I proposed a simple change: modify PyMem_Malloc() to use the pymalloc allocator which is faster for allocation smaller than 512 bytes, or fallback to malloc() (which is the current internal allocator of PyMem_Malloc()).
This tiny change makes Python up to 6% faster on some specific (macro) benchmarks, and it doesn't seem to make Python slower on any benchmark: http://bugs.python.org/issue26249#msg259445
Do you see any drawback of using pymalloc for PyMem_Malloc()?
Yes: You cannot free memory allocated using pymalloc with the standard C lib free(). It would be better to go through the list of PyMem_*() calls in Python and replace them with PyObject_*() calls, where possible.
Does anyone recall the rationale to have two families to memory allocators?
The PyMem_*() APIs were needed to have a cross-platform malloc() implementation which returns standard C lib free()able memory, but also behaves well when passing 0 as size. -- Marc-Andre Lemburg eGenix.com Professional Python Services directly from the Experts (#1, Feb 04 2016)
Python Projects, Coaching and Consulting ... http://www.egenix.com/ Python Database Interfaces ... http://products.egenix.com/ Plone/Zope Database Interfaces ... http://zope.egenix.com/
::: We implement business ideas - efficiently in both time and costs ::: eGenix.com Software, Skills and Services GmbH Pastor-Loeh-Str.48 D-40764 Langenfeld, Germany. CEO Dipl.-Math. Marc-Andre Lemburg Registered at Amtsgericht Duesseldorf: HRB 46611 http://www.egenix.com/company/contact/ http://www.malemburg.com/

Hi, 2016-02-04 11:17 GMT+01:00 M.-A. Lemburg <mal@egenix.com>:
Do you see any drawback of using pymalloc for PyMem_Malloc()?
Yes: You cannot free memory allocated using pymalloc with the standard C lib free().
That's not completly new. If Python is compiled in debug mode, you get a fatal error with a huge error message if you free the memory allocated by PyMem_Malloc() using PyObject_Free() or PyMem_RawFree(). But yes, technically it's possible to use free() when Python is *not* compiled in debug mode.
It would be better to go through the list of PyMem_*() calls in Python and replace them with PyObject_*() calls, where possible.
There are 536 calls to the functions PyMem_Malloc(), PyMem_Realloc() and PyMem_Free(). I would prefer to modify a single place having to replace 536 calls :-/
Does anyone recall the rationale to have two families to memory allocators?
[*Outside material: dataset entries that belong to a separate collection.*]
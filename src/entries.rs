use serde_json::Value;
use std::collections::{BTreeMap, HashMap};
use tracing::debug;

use crate::draws::{draw_sources, flight_entries_for, pending_flights, DerivedDrawInfo};
use crate::identity::RelevantParticipantIds;
use crate::seeding::{draw_seeding, draw_seeding_visible, event_seeding, resolve_draw_seeding, Seeding};
use crate::store::{DrawRecord, EventRecord, ParticipantStore};
use crate::types::{DrawDefinition, Entry, Event, Participant, Tournament};

#[derive(Debug, Clone, Copy, Default)]
pub struct AnnotationOptions {
    pub with_seeding: bool,
    pub use_publish_state: bool,
    pub diagnostics: bool,
}

/// Lookup of participants by id for the duration of one query.
pub type ParticipantIndex<'a> = HashMap<&'a str, &'a Participant>;

pub fn participant_index(tournament: &Tournament) -> ParticipantIndex<'_> {
    tournament
        .participants()
        .iter()
        .map(|participant| (participant.participant_id.as_str(), participant))
        .collect()
}

fn entry_extensions(entry: &Entry) -> BTreeMap<String, Value> {
    entry
        .extensions
        .iter()
        .map(|extension| (extension.name.clone(), extension.value.clone()))
        .collect()
}

fn new_event_record(event: &Event, entry: Option<&Entry>, seeding: &Seeding) -> EventRecord {
    EventRecord {
        event_id: event.event_id.clone(),
        event_name: event.event_name.clone(),
        event_type: event.event_type,
        entry_status: entry.and_then(|e| e.entry_status.clone()),
        entry_stage: entry.and_then(|e| e.entry_stage),
        entry_position: entry.and_then(|e| e.entry_position),
        seed_value: seeding.seed_value.clone(),
        seed_assignments: seeding.seed_assignments.clone(),
        draw_ids: Vec::new(),
        entry_extensions: entry.map(entry_extensions).unwrap_or_default(),
    }
}

/// Draw record written the first time a participant is seen for a draw.
pub fn new_draw_record(
    info: Option<&DerivedDrawInfo>,
    draw_id: &str,
    event: &Event,
    participant_id: &str,
    entry: Option<&Entry>,
    seeding: Seeding,
) -> DrawRecord {
    DrawRecord {
        draw_id: draw_id.to_string(),
        event_id: event.event_id.clone(),
        draw_name: info.and_then(|i| i.draw_name.clone()),
        draw_type: info.and_then(|i| i.draw_type.clone()),
        entry_status: entry.and_then(|e| e.entry_status.clone()),
        entry_stage: entry.and_then(|e| e.entry_stage),
        entry_position: entry.and_then(|e| e.entry_position),
        seed_value: seeding.seed_value,
        seed_assignments: seeding.seed_assignments,
        draw_positions: info.map(|i| i.draw_positions(participant_id)).unwrap_or_default(),
        finishing_position_range: None,
        structure_participation: Vec::new(),
    }
}

/// Event-level then draw-level seeding, combined under the draw precedence rule.
pub fn seeding_for_draw(
    participant: Option<&Participant>,
    event: &Event,
    draw: Option<&DrawDefinition>,
    draw_id: &str,
    options: AnnotationOptions,
) -> Seeding {
    let Some(participant) = participant.filter(|_| options.with_seeding) else {
        return Seeding::default();
    };
    let event_level = event_seeding(participant, event, None, options.use_publish_state);
    let draw_level = draw_seeding(participant, event, draw, options.use_publish_state);
    let visible = draw_seeding_visible(event, draw_id, options.use_publish_state);
    resolve_draw_seeding(&event_level, draw_level, visible)
}

/// Writes event and draw entry context for every relevant participant id.
pub fn annotate_entries(
    tournament: &Tournament,
    participants: &ParticipantIndex<'_>,
    relevant_ids: &RelevantParticipantIds,
    draw_info: &BTreeMap<String, DerivedDrawInfo>,
    store: &mut ParticipantStore,
    options: AnnotationOptions,
) {
    for event in &tournament.events {
        annotate_event_entries(event, participants, relevant_ids, store, options);

        for source in draw_sources(event) {
            let flight_entries;
            let entries: &[Entry] = if source.entries.is_empty() {
                flight_entries = flight_entries_for(event, source.draw_id);
                &flight_entries
            } else {
                source.entries
            };
            annotate_draw_entries(
                event,
                source.draw_id,
                source.draw_definition,
                entries,
                participants,
                relevant_ids,
                draw_info,
                store,
                options,
            );
        }

        for flight in pending_flights(event) {
            annotate_draw_entries(
                event,
                &flight.draw_id,
                None,
                &flight.draw_entries,
                participants,
                relevant_ids,
                draw_info,
                store,
                options,
            );
        }
    }
}

fn annotate_event_entries(
    event: &Event,
    participants: &ParticipantIndex<'_>,
    relevant_ids: &RelevantParticipantIds,
    store: &mut ParticipantStore,
    options: AnnotationOptions,
) {
    for entry in &event.entries {
        let Some(participant_id) = entry.participant_id.as_deref() else {
            continue;
        };
        let seeding = match participants.get(participant_id) {
            Some(participant) if options.with_seeding => {
                event_seeding(participant, event, None, options.use_publish_state)
            }
            _ => Seeding::default(),
        };
        for relevant in relevant_ids.for_participant(participant_id) {
            let Some(aggregate) = store.get_mut(&relevant.relevant_participant_id) else {
                if options.diagnostics {
                    debug!(
                        "event {} entry references unknown participant {}",
                        event.event_id, relevant.relevant_participant_id
                    );
                }
                continue;
            };
            aggregate
                .events
                .entry(event.event_id.clone())
                .or_insert_with(|| new_event_record(event, Some(entry), &seeding));
        }
    }
}

#[allow(clippy::too_many_arguments)]
fn annotate_draw_entries(
    event: &Event,
    draw_id: &str,
    draw: Option<&DrawDefinition>,
    entries: &[Entry],
    participants: &ParticipantIndex<'_>,
    relevant_ids: &RelevantParticipantIds,
    draw_info: &BTreeMap<String, DerivedDrawInfo>,
    store: &mut ParticipantStore,
    options: AnnotationOptions,
) {
    let info = draw_info.get(draw_id);
    for entry in entries {
        if entry.is_grouping_pending() {
            continue;
        }
        let Some(participant_id) = entry.participant_id.as_deref() else {
            continue;
        };
        let seeding = seeding_for_draw(
            participants.get(participant_id).copied(),
            event,
            draw,
            draw_id,
            options,
        );
        for relevant in relevant_ids.for_participant(participant_id) {
            let relevant_id = relevant.relevant_participant_id.as_str();
            let Some(aggregate) = store.get_mut(relevant_id) else {
                if options.diagnostics {
                    debug!("draw {draw_id} entry references unknown participant {relevant_id}");
                }
                continue;
            };
            aggregate
                .events
                .entry(event.event_id.clone())
                .or_insert_with(|| new_event_record(event, None, &Seeding::default()))
                .add_draw_id(draw_id);
            aggregate.draws.entry(draw_id.to_string()).or_insert_with(|| {
                new_draw_record(info, draw_id, event, participant_id, Some(entry), seeding.clone())
            });
        }
    }
}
The PyMem_*() APIs were needed to have a cross-platform malloc() implementation which returns standard C lib free()able memory, but also behaves well when passing 0 as size.
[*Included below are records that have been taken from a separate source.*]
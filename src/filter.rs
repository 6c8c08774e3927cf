use serde::Deserialize;
use serde_json::Value;
use std::collections::{BTreeMap, HashSet};

use crate::draws::{flight_entries_for, pending_flights, DerivedDrawInfo};
use crate::error::{ParticipantsError, Result};
use crate::identity::RelevantParticipantIds;
use crate::types::{Entry, Participant, ParticipantType, Tournament};

#[derive(Debug, Clone, Deserialize, PartialEq)]
#[serde(rename_all = "camelCase")]
pub struct AccessorValue {
    /// Dot-separated path into the participant view, e.g. `person.sex`.
    pub accessor: String,
    pub value: Value,
}

/// Declarative participant predicate; each present group is one condition.
#[derive(Debug, Clone, Default, Deserialize, PartialEq)]
#[serde(rename_all = "camelCase", default)]
pub struct ParticipantFilters {
    pub participant_ids: Option<Vec<String>>,
    pub participant_types: Option<Vec<ParticipantType>>,
    pub participant_roles: Option<Vec<String>>,
    pub participant_role_responsibilities: Option<Vec<String>>,
    pub sign_in_status: Option<String>,
    pub positioned_participants: Option<bool>,
    pub draw_entry_statuses: Option<Vec<String>>,
    pub event_entry_statuses: Option<Vec<String>>,
    pub accessor_values: Option<Vec<AccessorValue>>,
    pub genders: Option<Vec<String>>,
    pub enable_or_filtering: bool,
}

impl ParticipantFilters {
    pub fn from_value(value: &Value) -> Result<Self> {
        if !value.is_object() {
            return Err(ParticipantsError::InvalidObject {
                context: "participantFilters".to_string(),
            });
        }
        serde_json::from_value(value.clone()).map_err(|e| ParticipantsError::InvalidObject {
            context: format!("participantFilters: {e}"),
        })
    }
}

/// Participant-id sets the filter needs, computed once per query.
#[derive(Debug, Default)]
pub struct FilterIndex {
    positioned: HashSet<String>,
    draw_entered: HashSet<String>,
    event_entered: HashSet<String>,
}

fn entries_with_status<'a>(entries: &'a [Entry], statuses: &'a [String]) -> impl Iterator<Item = &'a str> {
    entries
        .iter()
        .filter(|entry| {
            entry
                .entry_status
                .as_ref()
                .map(|status| statuses.contains(status))
                .unwrap_or(false)
        })
        .filter_map(|entry| entry.participant_id.as_deref())
}

impl FilterIndex {
    pub fn build(
        filters: &ParticipantFilters,
        tournament: &Tournament,
        relevant_ids: &RelevantParticipantIds,
        draw_info: &BTreeMap<String, DerivedDrawInfo>,
    ) -> Self {
        let mut index = FilterIndex::default();
        if filters.positioned_participants.is_some() {
            for info in draw_info.values() {
                index
                    .positioned
                    .extend(info.positioned_participant_ids().map(str::to_string));
            }
        }

        for event in &tournament.events {
            if let Some(statuses) = &filters.event_entry_statuses {
                index
                    .event_entered
                    .extend(relevant_ids.expand(entries_with_status(&event.entries, statuses)));
            }

            if let Some(statuses) = &filters.draw_entry_statuses {
                for draw in &event.draw_definitions {
                    let flight_entries;
                    let entries: &[Entry] = if draw.entries.is_empty() {
                        flight_entries = flight_entries_for(event, &draw.draw_id);
                        &flight_entries
                    } else {
                        &draw.entries
                    };
                    index
                        .draw_entered
                        .extend(relevant_ids.expand(entries_with_status(entries, statuses)));
                }
                for flight in pending_flights(event) {
                    index
                        .draw_entered
                        .extend(relevant_ids.expand(entries_with_status(&flight.draw_entries, statuses)));
                }
            }
        }
        index
    }
}

fn contains_any(haystack: &[String], needles: &[String]) -> bool {
    needles.iter().any(|needle| haystack.contains(needle))
}

/// Walks `path` from `value`; arrays fan out so any element may match.
fn accessor_matches(value: &Value, path: &[&str], target: &Value) -> bool {
    if let Value::Array(items) = value {
        return items.iter().any(|item| accessor_matches(item, path, target));
    }
    match path.split_first() {
        None => value == target,
        Some((key, rest)) => value
            .get(*key)
            .map(|next| accessor_matches(next, rest, target))
            .unwrap_or(false),
    }
}

impl ParticipantFilters {
    fn groups(&self, participant: &Participant, view: &Value, index: &FilterIndex) -> Vec<bool> {
        let mut results = Vec::new();
        if let Some(ids) = &self.participant_ids {
            results.push(ids.contains(&participant.participant_id));
        }
        if let Some(types) = &self.participant_types {
            results.push(types.contains(&participant.participant_type));
        }
        if let Some(roles) = &self.participant_roles {
            results.push(
                participant
                    .participant_role
                    .as_ref()
                    .map(|role| roles.contains(role))
                    .unwrap_or(false),
            );
        }
        if let Some(responsibilities) = &self.participant_role_responsibilities {
            results.push(contains_any(
                &participant.participant_role_responsibilities,
                responsibilities,
            ));
        }
        if let Some(status) = &self.sign_in_status {
            results.push(participant.sign_in_status() == status.as_str());
        }
        if let Some(positioned) = self.positioned_participants {
            results.push(index.positioned.contains(&participant.participant_id) == positioned);
        }
        if self.draw_entry_statuses.is_some() {
            results.push(index.draw_entered.contains(&participant.participant_id));
        }
        if self.event_entry_statuses.is_some() {
            results.push(index.event_entered.contains(&participant.participant_id));
        }
        if let Some(accessors) = &self.accessor_values {
            results.push(accessors.iter().all(|accessor| {
                let path: Vec<&str> = accessor.accessor.split('.').collect();
                accessor_matches(view, &path, &accessor.value)
            }));
        }
        if let Some(genders) = &self.genders {
            results.push(
                participant
                    .person
                    .as_ref()
                    .and_then(|person| person.sex.as_ref())
                    .map(|sex| genders.contains(sex))
                    .unwrap_or(false),
            );
        }
        results
    }

    /// AND composition passes when every present group holds; OR composition
    /// when any does. With no groups present every participant passes.
    pub fn matches(&self, participant: &Participant, view: &Value, index: &FilterIndex) -> bool {
        let results = self.groups(participant, view, index);
        // No groups: everyone passes, in OR mode too.
        if results.is_empty() {
            return true;
        }
        if self.enable_or_filtering {
            results.iter().any(|passed| *passed)
        } else {
            results.iter().all(|passed| *passed)
        }
    }
}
Yeah, PyMem_Malloc() & PyMem_Free() help to have a portable behaviour. But, why not PyObject_Malloc() & PObject_Free() were not used in the first place? An explanation can be that PyMem_Malloc() can be called without the GIL held. But it wasn't true before Python 3.4, since PyMem_Malloc() called (indirectly) PyObject_Malloc() when Python was compiled in debug mode, and PyObject_Malloc() requires the GIL to be held. When I wrote the PEP 445, there was a discussion about the GIL. It was proposed to allow to call PyMem_xxx() without the GIL: https://www.python.org/dev/peps/pep-0445/#gil-free-pymem-malloc This option was rejected. Victor

On 04.02.2016 13:29, Victor Stinner wrote:
Hi,
2016-02-04 11:17 GMT+01:00 M.-A. Lemburg <mal@egenix.com>:
Do you see any drawback of using pymalloc for PyMem_Malloc()?
Yes: You cannot free memory allocated using pymalloc with the standard C lib free().
That's not completly new.
If Python is compiled in debug mode, you get a fatal error with a huge error message if you free the memory allocated by PyMem_Malloc() using PyObject_Free() or PyMem_RawFree().
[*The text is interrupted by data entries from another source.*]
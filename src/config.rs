use crate::types::*;
use std::{
  env,
  fs,
  path::{Path, PathBuf},
};
use tracing::warn;

pub fn repo_root() -> PathBuf {
  PathBuf::from(env!("CARGO_MANIFEST_DIR"))
}

pub fn resolve_repo_path(raw: &str) -> PathBuf {
  let path = PathBuf::from(raw);
  if path.is_absolute() {
    path
  } else {
    repo_root().join(path)
  }
}

pub fn config_path() -> PathBuf {
  repo_root().join("config.json")
}

pub fn env_default(key: &str) -> Option<String> {
  env::var(key)
    .ok()
    .map(|value| value.trim().to_string())
    .filter(|value| !value.is_empty())
}

pub fn env_flag_true(key: &str) -> bool {
  match env::var(key) {
    Ok(value) => {
      let value = value.trim().to_ascii_lowercase();
      matches!(value.as_str(), "1" | "true" | "yes" | "on")
    }
    Err(_) => false,
  }
}

/// Fills settings the config file left empty from the environment.
pub fn apply_env_defaults(mut config: AppConfig) -> AppConfig {
  if config.tournament_record_path.trim().is_empty() {
    if let Some(value) = env_default("TOURNAMENT_RECORD_PATH") {
      config.tournament_record_path = value;
    }
  }
  if config.server_addr.trim().is_empty() || config.server_addr == DEFAULT_SERVER_ADDR {
    if let Some(value) = env_default("PARTICIPANTS_ADDR") {
      config.server_addr = value;
    }
  }
  if config.server_addr.trim().is_empty() {
    config.server_addr = DEFAULT_SERVER_ADDR.to_string();
  }
  if !config.use_publish_state {
    config.use_publish_state = env_flag_true("USE_PUBLISH_STATE");
  }
  if config.scheduled_minutes_difference.is_none() {
    if let Some(value) = env_default("SCHEDULED_MINUTES_DIFFERENCE") {
      match value.parse::<f64>() {
        Ok(minutes) if minutes.is_finite() => config.scheduled_minutes_difference = Some(minutes),
        _ => warn!("SCHEDULED_MINUTES_DIFFERENCE is not a number: {value}"),
      }
    }
  }
  if !config.diagnostics {
    config.diagnostics = env_flag_true("PARTICIPANTS_DIAGNOSTICS");
  }
  config
}

pub fn load_config_from(path: &Path) -> Result<AppConfig, String> {
  if !path.is_file() {
    return Ok(apply_env_defaults(AppConfig::default()));
  }
  let data = fs::read_to_string(path).map_err(|e| format!("read config {}: {e}", path.display()))?;
  let config =
    serde_json::from_str::<AppConfig>(&data).map_err(|e| format!("parse config {}: {e}", path.display()))?;
  Ok(apply_env_defaults(config))
}

pub fn load_config_inner() -> Result<AppConfig, String> {
  load_config_from(&config_path())
}

pub fn load_env_file() {
  let env_path = repo_root().join(".env");
  if !env_path.is_file() {
    return;
  }
  let contents = match fs::read_to_string(&env_path) {
    Ok(data) => data,
    Err(_) => return,
  };
  for line in contents.lines() {
    if let Some((key, value)) = parse_env_line(line) {
      if env::var_os(&key).is_none() {
        env::set_var(key, value);
      }
    }
  }
}

pub fn parse_env_line(line: &str) -> Option<(String, String)> {
  let trimmed = line.trim();
  if trimmed.is_empty() || trimmed.starts_with('#') {
    return None;
  }
  let trimmed = trimmed.strip_prefix("export ").unwrap_or(trimmed);
  let (key, raw_value) = trimmed.split_once('=')?;
  let key = key.trim();
  if key.is_empty() {
    return None;
  }
  let mut value = raw_value.trim();
  if value.starts_with('"') && value.ends_with('"') && value.len() >= 2 {
    value = &value[1..value.len() - 1];
  } else if value.starts_with('\'') && value.ends_with('\'') && value.len() >= 2 {
    value = &value[1..value.len() - 1];
  } else if let Some(idx) = value.find('#') {
    value = value[..idx].trim_end();
  }
  Some((key.to_string(), value.to_string()))
}

/// Reads the competition record the server will answer queries against.
pub fn load_tournament_record(path: &Path) -> Result<Tournament, String> {
  let data = fs::read_to_string(path).map_err(|e| format!("read record {}: {e}", path.display()))?;
  serde_json::from_str::<Tournament>(&data).map_err(|e| format!("parse record {}: {e}", path.display()))
}

pub fn log_env_warnings(config: &AppConfig) {
  if config.tournament_record_path.trim().is_empty() {
    warn!("TOURNAMENT_RECORD_PATH is not set; set it in .env or config.json.");
  }
  if config.diagnostics {
    warn!("Participant diagnostics enabled; skipped references will be logged.");
  }
}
But yes, technically it's possible to use free() when Python is *not* compiled in debug mode.
Debug mode is a completely different beast ;-)
It would be better to go through the list of PyMem_*() calls in Python and replace them with PyObject_*() calls, where possible.
There are 536 calls to the functions PyMem_Malloc(), PyMem_Realloc() and PyMem_Free().
I would prefer to modify a single place having to replace 536 calls :-/
You have a point there, but I don't think it'll work out that easily, since we are using such calls to e.g. pass dynamically allocated buffers to code in extensions (which then have to free the buffers again).
Does anyone recall the rationale to have two families to memory allocators?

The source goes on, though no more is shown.